Nous profiterons de ces quelques
jours de calme pour sortir de notre léthargie forcée, remettre un peu d’ordre, aérer
le bateau, se faire une petite toilette + une petite coupe de cheveux pour le
Capitaine et refaire les pleins des vivres de la cuisine. Le reste de la
traversée rimera avec ‘patience et
longueur de temps’. Et dans ces moments là rien n’est plus réconfortant que
de recevoir des petits mails de nos familles et amis. On en devient même accros
… voir irritables quand la boite aux lettres est vide. Alors continuez !

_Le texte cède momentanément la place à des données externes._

use std::path::PathBuf;
use std::str::FromStr;
use std::time::Duration;

use anyhow::{Context, Result};
use tracing::warn;

use skillswap_booking::BookingConfig;
use skillswap_booking::retry::RetryPolicy;

const DEV_SECRET: &str = "dev-secret-change-me";

/// Server settings, read from `SKILLSWAP_*` environment variables.
#[derive(Debug, Clone)]
pub struct Config {
    pub host: String,
    pub port: u16,
    pub db_path: PathBuf,
    pub jwt_secret: String,
    pub signup_credits: i64,
    pub booking: BookingConfig,
}

impl Config {
    pub fn from_env() -> Result<Self> {
        Self::from_lookup(|key| std::env::var(key).ok())
    }

    pub fn from_lookup<F>(lookup: F) -> Result<Self>
    where
        F: Fn(&str) -> Option<String>,
    {
        let get = |key: &str, default: &str| lookup(key).unwrap_or_else(|| default.to_string());

        let jwt_secret = get("SKILLSWAP_JWT_SECRET", DEV_SECRET);
        if jwt_secret == DEV_SECRET {
            warn!("SKILLSWAP_JWT_SECRET not set, using the development secret");
        }

        let signup_credits: i64 = parse(&lookup, "SKILLSWAP_SIGNUP_CREDITS", 10)?;
        if signup_credits < 0 {
            anyhow::bail!("SKILLSWAP_SIGNUP_CREDITS must not be negative");
        }

        let retry_attempts: u32 = parse(&lookup, "SKILLSWAP_RETRY_ATTEMPTS", 3)?;
        let booking = BookingConfig {
            reschedule_buffer: chrono::Duration::minutes(parse(
                &lookup,
                "SKILLSWAP_RESCHEDULE_BUFFER_MINUTES",
                30,
            )?),
            pending_ttl: chrono::Duration::hours(parse(&lookup, "SKILLSWAP_PENDING_TTL_HOURS", 168)?),
            store_timeout: Duration::from_millis(parse(&lookup, "SKILLSWAP_STORE_TIMEOUT_MS", 5000)?),
            retry: RetryPolicy {
                max_attempts: retry_attempts.max(1),
                initial_backoff: Duration::from_millis(parse(
                    &lookup,
                    "SKILLSWAP_RETRY_BACKOFF_MS",
                    100,
                )?),
            },
            sweep_interval: Duration::from_secs(
                parse::<u64, _>(&lookup, "SKILLSWAP_SWEEP_INTERVAL_SECS", 60)?.max(1),
            ),
        };

        Ok(Self {
            host: get("SKILLSWAP_HOST", "0.0.0.0"),
            port: parse(&lookup, "SKILLSWAP_PORT", 3000)?,
            db_path: PathBuf::from(get("SKILLSWAP_DB_PATH", "skillswap.db")),
            jwt_secret,
            signup_credits,
            booking,
        })
    }
}

fn parse<T, F>(lookup: &F, key: &str, default: T) -> Result<T>
where
    T: FromStr,
    T::Err: std::error::Error + Send + Sync + 'static,
    F: Fn(&str) -> Option<String>,
{
    match lookup(key) {
        Some(raw) => raw
            .trim()
            .parse()
            .with_context(|| format!("invalid value for {key}: {raw:?}")),
        None => Ok(default),
    }
}

#[cfg(test)]
mod tests {
    use super::*;
    use std::collections::HashMap;

    fn config_from(pairs: &[(&str, &str)]) -> Result<Config> {
        let vars: HashMap<String, String> = pairs
            .iter()
            .map(|(k, v)| (k.to_string(), v.to_string()))
            .collect();
        Config::from_lookup(|key| vars.get(key).cloned())
    }

    #[test]
    fn defaults() {
        let config = config_from(&[]).unwrap();
        assert_eq!(config.host, "0.0.0.0");
        assert_eq!(config.port, 3000);
        assert_eq!(config.db_path, PathBuf::from("skillswap.db"));
        assert_eq!(config.jwt_secret, DEV_SECRET);
        assert_eq!(config.signup_credits, 10);
        assert_eq!(config.booking.reschedule_buffer, chrono::Duration::minutes(30));
        assert_eq!(config.booking.pending_ttl, chrono::Duration::days(7));
        assert_eq!(config.booking.store_timeout, Duration::from_secs(5));
        assert_eq!(config.booking.retry.max_attempts, 3);
        assert_eq!(config.booking.sweep_interval, Duration::from_secs(60));
    }

    #[test]
    fn overrides() {
        let config = config_from(&[
            ("SKILLSWAP_PORT", "8080"),
            ("SKILLSWAP_SIGNUP_CREDITS", "25"),
            ("SKILLSWAP_RESCHEDULE_BUFFER_MINUTES", "90"),
            ("SKILLSWAP_RETRY_ATTEMPTS", "0"),
        ])
        .unwrap();
        assert_eq!(config.port, 8080);
        assert_eq!(config.signup_credits, 25);
        assert_eq!(config.booking.reschedule_buffer, chrono::Duration::minutes(90));
        assert_eq!(config.booking.retry.max_attempts, 1);
    }

    #[test]
    fn rejects_garbage() {
        let err = config_from(&[("SKILLSWAP_PORT", "eighty")]).unwrap_err();
        assert!(err.to_string().contains("SKILLSWAP_PORT"));

        assert!(config_from(&[("SKILLSWAP_SIGNUP_CREDITS", "-5")]).is_err());
    }
}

Et merci à vous car on sait combien votre temps est précieux et n’a pas la même
valeur que celui de nos traversées.
Autre réconfort : les
belles performances qu’affiche notre compteur. Le bateau va vite et passe bien
dans la mer. Sa cure d’amaigrissement draconienne opérée avant le départ est
payante ainsi que pas moins de 3 heures de carénage en bouteille. Le travail
est récompensé. On est content !
Nous abordons les iles à Hilo
sur l’île de Hawaii communément appelées Big Island, la plus grande île de
l’archipel, après 17 jours de mer, pour près de 2200 milles parcourues. Une
belle performance ! Nous sommes le 12 avril, un samedi, de nombreuses
pirogues et voiliers animent le plan d’eau du port Toute cette
activité sur un fond de littoral très urbanisé ! Quel contraste avec les
iles Marquises !
Par chance nous retrouvons un
voilier, perdu de vue depuis les Gambier, grâce à qui le Capitaine ramènera
quelques réjouissances culinaires (comprenez ‘hamburgers frites’) promis aux
petits matelots du bord pour compenser les privations des derniers jours de
mer. Le Capitaine seulement car tant que nous n’avons pas fait les formalités,
l’équipage est consigné à bord (dur dur lorsqu’on arrive un samedi soir et que
l’on doit attendre le lundi matin).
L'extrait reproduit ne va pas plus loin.